▸ Stored data:

# # # # # # #

//! Prompt models.
//!
//! A [`Prompt`] is the indexed view of one prompt file. The request types
//! carry caller input into [`crate::PromptService`].

use serde::{Deserialize, Serialize};
use std::collections::BTreeSet;
use std::path::PathBuf;

use crate::{Error, Result};

/// Name of the branch every prompt starts on.
pub const DEFAULT_BRANCH: &str = "main";

/// Maximum length of a prompt name, in characters.
pub const MAX_NAME_LENGTH: usize = 200;

/// A prompt as recorded in the index.
#[derive(Debug, Clone, PartialEq, Eq, Serialize, Deserialize)]
pub struct Prompt {
    /// Opaque, immutable identifier.
    pub id: String,
    /// Unique human-facing name.
    pub name: String,
    /// Free-text body.
    pub content: String,
    /// Optional one-line description.
    pub description: Option<String>,
    /// Tags, sorted and deduplicated.
    pub tags: Vec<String>,
    /// Whether the prompt is a reusable template.
    pub is_template: bool,
    /// Whether the prompt is marked favorite.
    pub is_favorite: bool,
    /// Whether the prompt is pinned.
    pub is_pinned: bool,
    /// Position among favorites.
    pub favorite_order: Option<i64>,
    /// Position among pinned prompts.
    pub pin_order: Option<i64>,
    /// Creation time (Unix seconds).
    pub created_at: u64,
    /// Last modification time (Unix seconds).
    pub updated_at: u64,
    /// Head version of the current branch.
    pub version: u32,
    /// Branch that edits currently land on.
    pub branch: String,
    /// Hash of the serialized file (front matter + body).
    pub content_hash: String,
    /// Backing file.
    pub file_path: PathBuf,
    /// Set when the prompt has been soft-deleted into the archive.
    pub archived: bool,
}

/// Input for [`crate::PromptService::create`].
#[derive(Debug, Clone, Default)]
pub struct CreatePromptRequest {
    /// Unique name.
    pub name: String,
    /// Body text.
    pub content: String,
    /// Tags; duplicates are collapsed.
    pub tags: Vec<String>,
    /// Optional description.
    pub description: Option<String>,
    /// Template flag.
    pub is_template: bool,
    /// Favorite flag.
    pub is_favorite: bool,
    /// Pinned flag.
    pub is_pinned: bool,
}

impl CreatePromptRequest {
    /// Creates a request with a name and content and no tags.
    #[must_use]
    pub fn new(name: impl Into<String>, content: impl Into<String>) -> Self {
        Self {
            name: name.into(),
            content: content.into(),
            ..Self::default()
        }
    }

    /// Sets the tags.
    #[must_use]
    pub fn with_tags<I, S>(mut self, tags: I) -> Self
    where
        I: IntoIterator<Item = S>,
        S: Into<String>,
    {
        self.tags = tags.into_iter().map(Into::into).collect();
        self
    }

    /// Marks the prompt as a template.
    #[must_use]
    pub const fn as_template(mut self) -> Self {
        self.is_template = true;
        self
    }

    /// Sets the description.
    #[must_use]
    pub fn with_description(mut self, description: impl Into<String>) -> Self {
        self.description = Some(description.into());
        self
    }
}

/// Input for [`crate::PromptService::update`]. `None` leaves a field as is.
#[derive(Debug, Clone, Default)]
pub struct UpdatePromptRequest {
    /// New name.
    pub name: Option<String>,
    /// New body.
    pub content: Option<String>,
    /// Replacement tag set.
    pub tags: Option<Vec<String>>,
    /// New description; `Some(None)` clears it.
    pub description: Option<Option<String>>,
    /// Template flag.
    pub is_template: Option<bool>,
    /// Favorite flag.
    pub is_favorite: Option<bool>,
    /// Pinned flag.
    pub is_pinned: Option<bool>,
    /// Favorite ordering.
    pub favorite_order: Option<Option<i64>>,
    /// Pin ordering.
    pub pin_order: Option<Option<i64>>,
    /// Reason recorded on the new version, if one is created.
    pub change_reason: Option<String>,
}

impl UpdatePromptRequest {
    /// Request that replaces the body.
    #[must_use]
    pub fn content(content: impl Into<String>) -> Self {
        Self {
            content: Some(content.into()),
            ..Self::default()
        }
    }

    /// Request that replaces the tag set.
    #[must_use]
    pub fn tags<I, S>(tags: I) -> Self
    where
        I: IntoIterator<Item = S>,
        S: Into<String>,
    {
        Self {
            tags: Some(tags.into_iter().map(Into::into).collect()),
            ..Self::default()
        }
    }

    /// Sets the change reason.
    #[must_use]
    pub fn with_reason(mut self, reason: impl Into<String>) -> Self {
        self.change_reason = Some(reason.into());
        self
    }
}

/// Filter for [`crate::PromptService::get_all`].
#[derive(Debug, Clone, Default)]
pub struct ListFilter {
    /// Only prompts carrying all of these tags.
    pub tags: Vec<String>,
    /// Only templates (`Some(true)`) or only non-templates (`Some(false)`).
    pub is_template: Option<bool>,
    /// Only favorites.
    pub favorites_only: bool,
    /// Include soft-deleted prompts.
    pub include_archived: bool,
    /// Cap on the number of rows.
    pub limit: Option<usize>,
}

/// Normalizes a tag list: trims, drops empties, dedupes, sorts.
#[must_use]
pub fn normalize_tags<I, S>(tags: I) -> Vec<String>
where
    I: IntoIterator<Item = S>,
    S: AsRef<str>,
{
    tags.into_iter()
        .map(|t| t.as_ref().trim().to_string())
        .filter(|t| !t.is_empty())
        .collect::<BTreeSet<_>>()
        .into_iter()
        .collect()
}

/// Validates a prompt name.
///
/// # Errors
///
/// Returns [`Error::InvalidInput`] for empty, padded, multi-line, or
/// overlong names.
pub fn validate_prompt_name(name: &str) -> Result<()> {
    if name.trim().is_empty() {
        return Err(Error::InvalidInput(
            "prompt name must not be empty".to_string(),
        ));
    }
    if name.trim() != name {
        return Err(Error::InvalidInput(
            "prompt name must not have leading or trailing whitespace".to_string(),
        ));
    }
    if name.contains(['\n', '\r']) {
        return Err(Error::InvalidInput(
            "prompt name must be a single line".to_string(),
        ));
    }
    let len = name.chars().count();
    if len > MAX_NAME_LENGTH {
        return Err(Error::InvalidInput(format!(
            "prompt name must not exceed {MAX_NAME_LENGTH} characters, got {len}"
        )));
    }
    Ok(())
}
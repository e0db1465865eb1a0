//! Structured logging settings.

use std::path::PathBuf;
use tracing_subscriber::EnvFilter;

use crate::config::LoggingSettings;

/// Environment variable holding the log filter.
pub const ENV_LOG: &str = "PROMPTVAULT_LOG";

/// Log output format.
#[derive(Debug, Clone, Copy, Default, PartialEq, Eq)]
pub enum LogFormat {
    /// Human-readable multi-line output.
    #[default]
    Pretty,
    /// One JSON object per event.
    Json,
}

impl LogFormat {
    /// Parses a format name; anything but `json` is pretty.
    #[must_use]
    pub fn parse(s: &str) -> Self {
        if s.trim().eq_ignore_ascii_case("json") {
            Self::Json
        } else {
            Self::Pretty
        }
    }
}

/// Resolved logging configuration.
#[derive(Debug, Clone, PartialEq, Eq)]
pub struct LoggingConfig {
    /// Filter directive used when no environment filter is set.
    pub level: String,
    /// Output format.
    pub format: LogFormat,
    /// Append to this file instead of writing to stderr.
    pub file: Option<PathBuf>,
}

impl Default for LoggingConfig {
    fn default() -> Self {
        Self {
            level: "info".to_string(),
            format: LogFormat::default(),
            file: None,
        }
    }
}

impl LoggingConfig {
    /// Builds a logging config from the config file section.
    #[must_use]
    pub fn from_settings(settings: Option<&LoggingSettings>) -> Self {
        let mut config = Self::default();
        let Some(settings) = settings else {
            return config;
        };
        if let Some(level) = settings.level.as_deref().filter(|l| !l.trim().is_empty()) {
            config.level = level.trim().to_string();
        }
        if let Some(format) = &settings.format {
            config.format = LogFormat::parse(format);
        }
        config.file.clone_from(&settings.file);
        config
    }

    /// Builds the event filter: `PROMPTVAULT_LOG`, then `RUST_LOG`, then
    /// the configured level.
    #[must_use]
    pub fn env_filter(&self) -> EnvFilter {
        self.filter_from(|key| std::env::var(key).ok())
    }

    fn filter_from(&self, lookup: impl Fn(&str) -> Option<String>) -> EnvFilter {
        [ENV_LOG, "RUST_LOG"]
            .into_iter()
            .filter_map(&lookup)
            .find_map(|directive| EnvFilter::try_new(directive).ok())
            .or_else(|| EnvFilter::try_new(&self.level).ok())
            .unwrap_or_else(|| EnvFilter::new("info"))
    }
}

# # # # # # #

▸ Exercise instructions:
Filter by the word "BTreeSet": copy every line of the data that holds it.

▸ Result for this task:
use std::collections::BTreeSet;
        .collect::<BTreeSet<_>>()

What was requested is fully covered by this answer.